I had the pleasure of working with a great group of bus drivers from Evergreen School Division this month.  We had some amazing conversations, and wrangled with some difficult questions – and ran out of time!  So – this post is to fulfill my promise to them to continue our conversation, and hopefully to engage some other folks out there who can relate to the pressures faced by these dedicated professionals.

So often when we talk about using Restitution, it conjures up images for people of intense counselling-like sessions that help children understand the needs that drive their behaviour, and provide them the opportunity to think about how they could meet their needs in better ways.  I often hear classroom teachers lament that they don’t have time to work through problems with their students – so how on earth can you do this as a bus driver?!

I can tell you from talking with the bus drivers in Evergreen and elsewhere – there are people out there who are dedicated to using Restitution.  They have figured out that Restitution isn’t a formula that you must use to work through a problem.  All the tools and strategies that we teach are not the heart of Restitution – they just provide guidance that can help us navigate challenging situations.  At it’s core, Restitution is really about how you think about behaviour.

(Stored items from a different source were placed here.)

use std::{
    fs,
    path::{Path, PathBuf},
};

use log::{debug, trace};

use crate::{
    constants::{PLF_FOLDER, STAGING_PREFIX},
    error::UpdaterError,
    plf,
    product::Product,
    version::PlfVersion,
};

/// What the local store holds for a product at the start of a cycle.
#[derive(Clone, Debug, Eq, PartialEq)]
pub struct Resolved {
    /// Product directory. It exists once [`PlfStore::resolve`] returns.
    pub dir: PathBuf,
    /// Installed image, if any
    pub artifact: Option<PathBuf>,
    /// Version of the installed image. `None` means nothing is installed,
    /// which is distinct from `0.0.0`.
    pub version: Option<PlfVersion>,
}

/// On-disk firmware store: `<root>/plfFolder/<hex4>/<image>.plf`.
#[derive(Clone, Debug)]
pub struct PlfStore {
    plf_folder: PathBuf,
}

impl PlfStore {
    pub fn new(root: &Path) -> Result<Self, UpdaterError> {
        if root.as_os_str().is_empty() {
            return Err(UpdaterError::BadParameter("Root folder is empty".to_owned()));
        }

        Ok(Self {
            plf_folder: root.join(PLF_FOLDER),
        })
    }

    pub fn plf_folder(&self) -> &Path {
        &self.plf_folder
    }

    pub fn product_dir(&self, product: Product) -> PathBuf {
        self.plf_folder.join(product.hex())
    }

    /// Path a download is written to before it is verified.
    pub fn staging_path(&self, product: Product, file_name: &str) -> PathBuf {
        self.product_dir(product).join(format!("{STAGING_PREFIX}{file_name}"))
    }

    /// Look up the installed image and its version without touching the
    /// filesystem.
    pub fn installed(&self, product: Product) -> Result<Option<(PathBuf, PlfVersion)>, UpdaterError> {
        let dir = self.product_dir(product);

        match plf::find_plf_in_folder(&dir)? {
            Some(name) => {
                let path = dir.join(name);
                let version = plf::read_version(&path)?;
                trace!("[{}] Installed image {:?} is version {}", product, path, version);
                Ok(Some((path, version)))
            }
            None => Ok(None),
        }
    }

    /// Determine the installed version of a product. Having no image is the
    /// normal first-run state: the product directory is created so the
    /// download can be staged next to where the image will live.
    pub fn resolve(&self, product: Product) -> Result<Resolved, UpdaterError> {
        let dir = self.product_dir(product);

        let (artifact, version) = match self.installed(product)? {
            Some((path, version)) => (Some(path), Some(version)),
            None => {
                debug!("[{}] No installed image; creating {:?}", product, dir);
                fs::create_dir_all(&dir)?;
                (None, None)
            }
        };

        Ok(Resolved { dir, artifact, version })
    }

    /// Installed version of every product in `products`, for reporting.
    pub fn inventory(&self, products: &[Product]) -> Vec<(Product, Result<Option<PlfVersion>, UpdaterError>)> {
        products.iter()
            .map(|p| (*p, self.installed(*p).map(|i| i.map(|(_, v)| v))))
            .collect()
    }

    /// Whether a device running `device_version` already has the image this
    /// store would give it. Also returns the version of the local image. With
    /// no local image there is nothing to upload, so the device counts as up
    /// to date.
    pub fn is_up_to_date(
        &self,
        product: Product,
        device_version: PlfVersion,
    ) -> Result<(bool, Option<PlfVersion>), UpdaterError> {
        let local = self.installed(product)?.map(|(_, v)| v);
        let up_to_date = local.map_or(true, |v| device_version >= v);

        debug!("[{}] Device version {}, local version {}: up to date = {}",
               product, device_version, PlfVersion::query_string(local), up_to_date);

        Ok((up_to_date, local))
    }
}

#[cfg(test)]
mod tests {
    use assert_matches::assert_matches;

    use crate::plf::PlfHeader;

    use super::*;

    fn write_plf(path: &Path, version: PlfVersion) {
        let header = PlfHeader {
            version,
            ..Default::default()
        };
        fs::create_dir_all(path.parent().unwrap()).unwrap();
        fs::write(path, header.to_bytes()).unwrap();
    }

    #[test]
    fn test_empty_root() {
        assert_matches!(PlfStore::new(Path::new("")), Err(UpdaterError::BadParameter(_)));
    }

    #[test]
    fn test_layout() {
        let store = PlfStore::new(Path::new("/data")).unwrap();

        assert_eq!(store.product_dir(Product::ArDrone3), Path::new("/data/plfFolder/0901"));
        assert_eq!(store.staging_path(Product::Bebop2, "fw.plf"),
                   Path::new("/data/plfFolder/090c/tmp_fw.plf"));
    }

    #[test]
    fn test_resolve_absent_creates_dir() {
        let root = tempfile::tempdir().unwrap();
        let store = PlfStore::new(root.path()).unwrap();

        for product in Product::all() {
            let resolved = store.resolve(*product).unwrap();
            assert_eq!(resolved.version, None);
            assert_eq!(resolved.artifact, None);
            assert!(resolved.dir.is_dir());
        }
    }

    #[test]
    fn test_resolve_installed() {
        let root = tempfile::tempdir().unwrap();
        let store = PlfStore::new(root.path()).unwrap();
        let dir = store.product_dir(Product::JumpingSumo);
        let path = dir.join("jumping_sumo.plf");

        write_plf(&path, PlfVersion::new(1, 2, 3));
        // Staging files never count
        write_plf(&dir.join("tmp_jumping_sumo.plf"), PlfVersion::new(9, 9, 9));

        let resolved = store.resolve(Product::JumpingSumo).unwrap();
        assert_eq!(resolved.artifact, Some(path));
        assert_eq!(resolved.version, Some(PlfVersion::new(1, 2, 3)));
    }

    #[test]
    fn test_resolve_corrupt() {
        let root = tempfile::tempdir().unwrap();
        let store = PlfStore::new(root.path()).unwrap();
        let dir = store.product_dir(Product::MiniDrone);

        fs::create_dir_all(&dir).unwrap();
        fs::write(dir.join("fw.plf"), b"garbage").unwrap();

        assert_matches!(store.resolve(Product::MiniDrone), Err(UpdaterError::Plf(_)));
    }

    #[test]
    fn test_installed_is_read_only() {
        let root = tempfile::tempdir().unwrap();
        let store = PlfStore::new(root.path()).unwrap();

        assert_matches!(store.installed(Product::ArDrone3), Ok(None));
        assert!(!store.plf_folder().exists());
    }

    #[test]
    fn test_is_up_to_date() {
        let root = tempfile::tempdir().unwrap();
        let store = PlfStore::new(root.path()).unwrap();

        assert_matches!(store.is_up_to_date(Product::Bebop2, PlfVersion::new(1, 0, 0)),
                        Ok((true, None)));

        let local = PlfVersion::new(3, 3, 0);
        write_plf(&store.product_dir(Product::Bebop2).join("bebop2.plf"), local);

        assert_matches!(store.is_up_to_date(Product::Bebop2, PlfVersion::new(3, 2, 9)),
                        Ok((false, Some(v))) if v == local);
        assert_matches!(store.is_up_to_date(Product::Bebop2, local),
                        Ok((true, Some(_))));
        assert_matches!(store.is_up_to_date(Product::Bebop2, PlfVersion::new(4, 0, 0)),
                        Ok((true, Some(_))));
    }
}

Do you feel that behaviour is either good or bad, or do you see it as a person’s best attempt to meet a need?

Do you see inappropriate behaviour as a bad thing, or an opportunity to teach?

Do you believe your role as the adult is to punish, or to help?

When you truly embrace the principles of Restitution, it’s not something that you “do”, it’s just who you are.  It’s not about needing a half-hour counselling session to work things out, it’s about connecting with kids.  It’s about letting them know that you care, and that you understand.  It’s about working together to figure out how we can make things work for everyone.

That doesn’t change the reality that our time and opportunities are limited.  It takes some creativity.  The little things count – greeting kids every morning by name, commenting on the score of the hockey game to the kid who is a big fan, giving a smile and a “see you tomorrow” as kids leave.  When issues arise, instead of yelling or punishing,  a quick 30 second intervention might serve to get things back on track.  These are some of my favorites:

Is what you are doing right now helping or hurting?

Is what you are doing ok?

What can I do to help you so you can….?

What’s you job right now?

What are you supposed to be doing?

Of course, there will be times when these quick questions aren’t enough to help kids reflect and adjust their behaviour.  I know some bus drivers who have called home in the evening to have a bigger conversation.  Or who have taken a few minutes before school starts to problem-solve with the child.  Or schools who have come up with collaborative ways to have principal, teacher, parent and drivers work together to support each other.

There’s no one right way to do it.  But at the end of the day, if our kids know that we care, and they are stronger for the intervention we have chosen, we can rest assured that we are on the right track!